Give the lines again exactly as they appear, beginning at the one with "Ok(load_manifest(path, &StdioProgressNotifier)" and ending at the last line of the records.

## DATASET ENTRIES
- - - -

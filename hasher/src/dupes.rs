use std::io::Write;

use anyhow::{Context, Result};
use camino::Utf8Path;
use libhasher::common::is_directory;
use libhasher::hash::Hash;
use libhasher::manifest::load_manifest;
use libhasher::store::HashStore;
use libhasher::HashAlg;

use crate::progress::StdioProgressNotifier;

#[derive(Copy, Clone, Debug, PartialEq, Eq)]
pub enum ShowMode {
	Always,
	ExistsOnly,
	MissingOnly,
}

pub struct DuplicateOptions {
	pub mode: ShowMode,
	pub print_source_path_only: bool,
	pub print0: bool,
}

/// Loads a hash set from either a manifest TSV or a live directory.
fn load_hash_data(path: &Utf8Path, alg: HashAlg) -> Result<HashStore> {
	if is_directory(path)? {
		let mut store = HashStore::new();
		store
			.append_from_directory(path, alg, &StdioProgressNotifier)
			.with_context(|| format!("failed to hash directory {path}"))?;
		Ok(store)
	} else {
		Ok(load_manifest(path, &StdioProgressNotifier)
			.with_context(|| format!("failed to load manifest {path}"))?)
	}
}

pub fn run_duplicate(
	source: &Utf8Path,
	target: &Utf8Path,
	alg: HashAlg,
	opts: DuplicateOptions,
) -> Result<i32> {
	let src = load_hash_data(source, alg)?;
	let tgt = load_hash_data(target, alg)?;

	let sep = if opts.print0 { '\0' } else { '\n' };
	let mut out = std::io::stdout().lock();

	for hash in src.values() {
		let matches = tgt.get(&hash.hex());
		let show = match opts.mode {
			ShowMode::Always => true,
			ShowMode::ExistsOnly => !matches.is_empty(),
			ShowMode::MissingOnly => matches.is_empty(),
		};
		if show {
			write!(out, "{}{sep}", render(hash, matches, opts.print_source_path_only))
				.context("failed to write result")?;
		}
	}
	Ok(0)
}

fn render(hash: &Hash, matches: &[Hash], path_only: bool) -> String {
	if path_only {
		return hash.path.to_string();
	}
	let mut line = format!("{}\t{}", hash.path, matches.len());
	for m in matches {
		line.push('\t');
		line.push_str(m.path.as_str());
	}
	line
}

- - - -

## ANSWER TO THE EXERCISE
		Ok(load_manifest(path, &StdioProgressNotifier)
			.with_context(|| format!("failed to load manifest {path}"))?)
	}
}

pub fn run_duplicate(
	source: &Utf8Path,
	target: &Utf8Path,
	alg: HashAlg,
	opts: DuplicateOptions,
) -> Result<i32> {
	let src = load_hash_data(source, alg)?;
	let tgt = load_hash_data(target, alg)?;

	let sep = if opts.print0 { '\0' } else { '\n' };
	let mut out = std::io::stdout().lock();

	for hash in src.values() {
		let matches = tgt.get(&hash.hex());
		let show = match opts.mode {
			ShowMode::Always => true,
			ShowMode::ExistsOnly => !matches.is_empty(),
			ShowMode::MissingOnly => matches.is_empty(),
		};
		if show {
			write!(out, "{}{sep}", render(hash, matches, opts.print_source_path_only))
				.context("failed to write result")?;
		}
	}
	Ok(0)
}

fn render(hash: &Hash, matches: &[Hash], path_only: bool) -> String {
	if path_only {
		return hash.path.to_string();
	}
	let mut line = format!("{}\t{}", hash.path, matches.len());
	for m in matches {
		line.push('\t');
		line.push_str(m.path.as_str());
	}
	line
}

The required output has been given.